Kamgar-Parsi Behzad, Kamgar-Parsi Behrooz
Office of Naval Research, 800 N. Quincy St., Arlington, VA 22217, USA.
IEEE Trans Pattern Anal Mach Intell. 2004 May;26(5):582-93. doi: 10.1109/TPAMI.2004.1273930.
Matching two sets of lines is a basic tool that has applications in many computer vision problems such as scene registration, object recognition, motion estimation, and others. Line sets may be composed of infinitely long lines or finite length line segments. Depending on line lengths, three basic cases arise in matching sets of lines: 1) finite-finite, 2) finite-infinite, and 3) infinite-infinite. Case 2 has not been treated in the literature. For Cases 1 and 3, existing algorithms for matching 3D line sets are not completely satisfactory in that they either solve special situations, or give approximate solutions, or may not converge, or are not invariant with respect to coordinate system transforms. In this paper, we present new algorithms that solve exactly all three cases for the general situation. The algorithms are provably convergent and invariant to coordinate transforms. Experiments with synthetic and real 3D image data are reported.

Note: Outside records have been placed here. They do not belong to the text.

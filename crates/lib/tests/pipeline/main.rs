//! End-to-end pipeline tests.
//!
//! The native toolchain is replaced by a shell script standing in for
//! `cmake`, so these tests only run on unix.

#![cfg(unix)]

mod common;
mod fetch_tests;
mod pipeline_tests;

匹配两组线是一种基本工具,在许多计算机视觉问题中都有应用,如场景配准、目标识别、运动估计等。线集可以由无限长的线或有限长度的线段组成。根据线的长度,在匹配线集时会出现三种基本情况:1)有限-有限,2)有限-无限,3)无限-无限。情况2在文献中尚未得到处理。对于情况1和3,现有的匹配3D线集的算法并不完全令人满意,因为它们要么解决特殊情况,要么给出近似解,要么可能不收敛,要么对于坐标系变换不是不变的。在本文中,我们提出了新的算法,这些算法能精确地解决一般情况下的所有三种情况。这些算法被证明是收敛的,并且对于坐标变换是不变的。报告了对合成和真实3D图像数据的实验。